My father works night shift and spends his days alone and
drinking. Sitting on the porch and drinking. Sitting in front of the computer
and drinking. Watching documentaries and drinking. And my mother? Well, she
escapes into religion. That’s her addiction. That’s her drug. Escaping into
church and prayer and Jesus Christ. Escaping into what she calls “the only
thing to ever really love her endlessly and unconditionally.” She spends her
days at work and her nights with her lord and savior. Not that there’s anything
necessarily wrong with religion. Or even drinking, but it’s when people look to
that for sole companionship…it gets sad.
As for a social life, my parents don’t spend time with
friends very much. They don’t have many hobbies to pursue. My dad will practice
singing every once in a while (he’s actually pretty good at it), my mom will go
read her prayer books and maybe do gardening. They go to work, they go to
church together on Sunday, go out to eat…and then what? Back to the daily
grind? Back to the crushing loneliness and the total alienation from friends,
family, and meaningful social activity? And the other sad part is I don’t want
to go back to them. I don’t want to come home and have to be their companion. I
can be their daughter and their friend, but I’m not their life partner, nor
should I BE their life partner. They chose a life partner, over two decades
ago, and now they’ve become detached roommates, casual acquaintances, strangers
passing in the night. These two people who are never going to divorce, highly
unlikely to separate, and probably not going to fall back in love with each
other…what are they going to do? I now see how a marriage takes work. I see how
a couple can fall into a routine that then becomes a rut. And from a financial,
cultural, and practical standpoint, I see how hard it is to go separate ways. I
mean, how could they ever go to counseling? Would they be able to find someone
who speaks their language? Understand their cultural values? Take the time to
get to know them and the hardships they’ve been through? If they didn’t live
together, how would they fare? My mom would need someone to translate for her.

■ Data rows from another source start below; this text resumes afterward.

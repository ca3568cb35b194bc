#[derive(Debug, Clone, PartialEq, Eq)]
/// Represents all errors that can occur while executing a program.
pub enum RuntimeError {
    /// Tried to read a variable the environment does not know.
    UnknownVariable {
        /// The name of the variable.
        name: String,
    },
    /// Attempted division by zero.
    DivisionByZero,
    /// The command sink failed to accept a command.
    Output {
        /// Details reported by the underlying writer.
        details: String,
    },
}

impl std::fmt::Display for RuntimeError {
    fn fmt(&self, f: &mut std::fmt::Formatter<'_>) -> std::fmt::Result {
        match self {
            Self::UnknownVariable { name } => write!(f, "Runtime error: Unknown variable '{name}'."),
            Self::DivisionByZero => write!(f, "Runtime error: Division by zero."),
            Self::Output { details } => {
                write!(f, "Runtime error: Failed to write command: {details}.")
            },
        }
    }
}

impl std::error::Error for RuntimeError {}

impl From<std::io::Error> for RuntimeError {
    fn from(error: std::io::Error) -> Self {
        Self::Output { details: error.to_string() }
    }
}
//! # turtlec
//!
//! turtlec compiles a small imperative language for turtle graphics into a
//! linear sequence of device commands. Programs are parsed into an abstract
//! syntax tree and then executed against a variable environment; every
//! turtle action executed emits one command.
//!
//! ```text
//! size := 10
//! PENDOWN
//! WHILE size < 40 DO
//!     FORWARD size RIGHT 90
//!     size := size + 10
//! OD
//! ```

#![warn(
    clippy::redundant_clone,
    clippy::needless_pass_by_value,
    clippy::similar_names,
    clippy::large_enum_variant,
    clippy::string_lit_as_bytes,
    clippy::match_same_arms,
    clippy::cargo,
    clippy::nursery,
    clippy::perf,
    clippy::style,
    clippy::suspicious,
    clippy::correctness,
    clippy::complexity,
    clippy::pedantic,
    //missing_docs,
)]
#![allow(clippy::missing_errors_doc, clippy::float_cmp)]

use log::debug;

use crate::{
    ast::Program,
    error::ParseError,
    interpreter::{
        command::{Command, CommandSink},
        environment::{Environment, Variables},
        evaluator::core::EvalResult,
        lexer::Lexer,
        parser::core::Parser,
    },
};

/// Defines the structure of parsed programs.
///
/// This module declares the closed `Expr` and `Stmt` enums that represent a
/// program as a tree. The AST is built by the parser and walked by the
/// evaluator; each node owns its children exclusively.
pub mod ast;
/// Provides error types for parsing and execution.
///
/// # Responsibilities
/// - Defines structured syntax errors that callers can branch on by kind.
/// - Defines runtime errors raised while executing a program.
/// - Implements `Display` and `std::error::Error` for reporting.
pub mod error;
/// Orchestrates lexing, parsing and execution.
///
/// This module ties together the token source, the parser, the evaluator,
/// the variable environment and the command sink.
pub mod interpreter;

/// Parses `source` into a program without executing it.
///
/// # Errors
/// Returns the first syntax error, annotated with its line.
///
/// # Examples
/// ```
/// use turtlec::parse_program;
///
/// assert!(parse_program("FORWARD 10 RIGHT 90").is_ok());
///
/// let error = parse_program("WHILE x < 3 DO\nFORWARD 1").unwrap_err();
/// assert_eq!(error.to_string(), "2: Unexpected token 'end of text', Expecting 'OD'");
/// ```
pub fn parse_program(source: &str) -> Result<Program, ParseError> {
    Parser::new(Lexer::new(source)).parse()
}

/// Executes a parsed program, sending every emitted command to `sink`.
///
/// # Errors
/// Returns the first runtime error; commands emitted before it remain in the
/// sink.
pub fn execute_program<E, S>(program: &Program, env: &mut E, sink: &mut S) -> EvalResult<()>
    where E: Environment + ?Sized,
          S: CommandSink + ?Sized
{
    program.execute(env, sink)
}

/// Parses and executes `source`, returning the emitted commands.
///
/// The environment is both the initial state and, afterwards, the final one,
/// so callers can inspect variables once the program has run.
///
/// # Errors
/// Returns an error if parsing fails or if execution raises a runtime error.
///
/// # Examples
/// ```
/// use turtlec::{compile, interpreter::{command::Command, environment::Variables}};
///
/// let mut env = Variables::new();
/// let commands = compile("x := 2 + 3 * 4 FORWARD x", &mut env).unwrap();
///
/// assert_eq!(commands, vec![Command::Move(14.0)]);
///
/// // Unbound variables are rejected by the default environment.
/// assert!(compile("FORWARD y", &mut Variables::new()).is_err());
/// ```
pub fn compile(source: &str, env: &mut Variables) -> Result<Vec<Command>, Box<dyn std::error::Error>> {
    let program = parse_program(source)?;

    let mut commands = Vec::new();
    execute_program(&program, env, &mut commands)?;

    debug!("execution emitted {} command(s), {} variable(s) bound",
           commands.len(),
           env.len());
    for (name, value) in env.iter() {
        debug!("final binding {name} = {value}");
    }

    Ok(commands)
}
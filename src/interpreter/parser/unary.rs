use crate::{
    ast::{Expr, UnaryOperator},
    error::GrammarRule,
    interpreter::{
        lexer::{Token, TokenKind, TokenSource},
        parser::core::{ParseResult, Parser},
    },
};

impl<S: TokenSource> Parser<S> {
    /// Parses an arithmetic operand.
    ///
    /// Supports the prefix operators `+` (identity, produces no node) and `-`
    /// (negation). Prefix operators are right-associative, so `--x` is
    /// `-(-x)`.
    ///
    /// Grammar:
    /// ```text
    ///     factor := "+" factor
    ///             | "-" factor
    ///             | "(" expr ")"
    ///             | IDENT
    ///             | REAL
    /// ```
    pub(in crate::interpreter::parser) fn parse_factor(&mut self) -> ParseResult<Expr> {
        match self.lookahead() {
            Token::Plus => {
                self.match_token(TokenKind::Plus)?;
                self.parse_factor()
            },
            Token::Minus => {
                self.match_token(TokenKind::Minus)?;
                let operand = self.parse_factor()?;
                Ok(Expr::unary(UnaryOperator::Negate, operand))
            },
            Token::LParen => {
                self.match_token(TokenKind::LParen)?;
                let inner = self.parse_expression()?;
                self.match_token(TokenKind::RParen)?;
                Ok(inner)
            },
            Token::Identifier(_) => Ok(Expr::Variable(self.match_identifier()?)),
            Token::Real(_) => Ok(Expr::Constant(self.match_real()?)),
            _ => self.unrecognized(GrammarRule::Factor),
        }
    }

    /// Parses a boolean operand.
    ///
    /// Grammar:
    /// ```text
    ///     bool_factor := "NOT" bool_factor
    ///                  | "(" bool ")"
    ///                  | cmp
    /// ```
    ///
    /// A leading `(` always opens a parenthesized condition. Parenthesized
    /// arithmetic is therefore only possible after the comparison operator or
    /// inside a larger arithmetic operand, e.g. `x * (y + 1) < 3`.
    pub(in crate::interpreter::parser) fn parse_bool_factor(&mut self) -> ParseResult<Expr> {
        match self.lookahead() {
            Token::Not => {
                self.match_token(TokenKind::Not)?;
                let operand = self.parse_bool_factor()?;
                Ok(Expr::unary(UnaryOperator::Not, operand))
            },
            Token::LParen => {
                self.match_token(TokenKind::LParen)?;
                let inner = self.parse_bool()?;
                self.match_token(TokenKind::RParen)?;
                Ok(inner)
            },
            _ => self.parse_comparison(),
        }
    }
}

My dad would need emotional support, nurturing. They rely on each other
financially and practically. And what would their friends say? They live in a
culture where spouse separation is a big deal, and they don’t want to lose
face. They don’t want people talking. Besides, they got married because that’s “what
you do.” They had kids because that’s “what you do.” They stayed together
because that’s WHAT YOU DO. It’s what they were raised with…and everything they’ve
ever known. And then what would they
think of themselves? It’s not so easy to make it on one’s own. Would they able
to survive?
In either case, I don’t think they’re going to separate, but
conversely, if they stayed living together, would they ever take steps to
improve anything? Would they ever renew a commitment to having a marriage and
not just having a “dead shark”? What will happen?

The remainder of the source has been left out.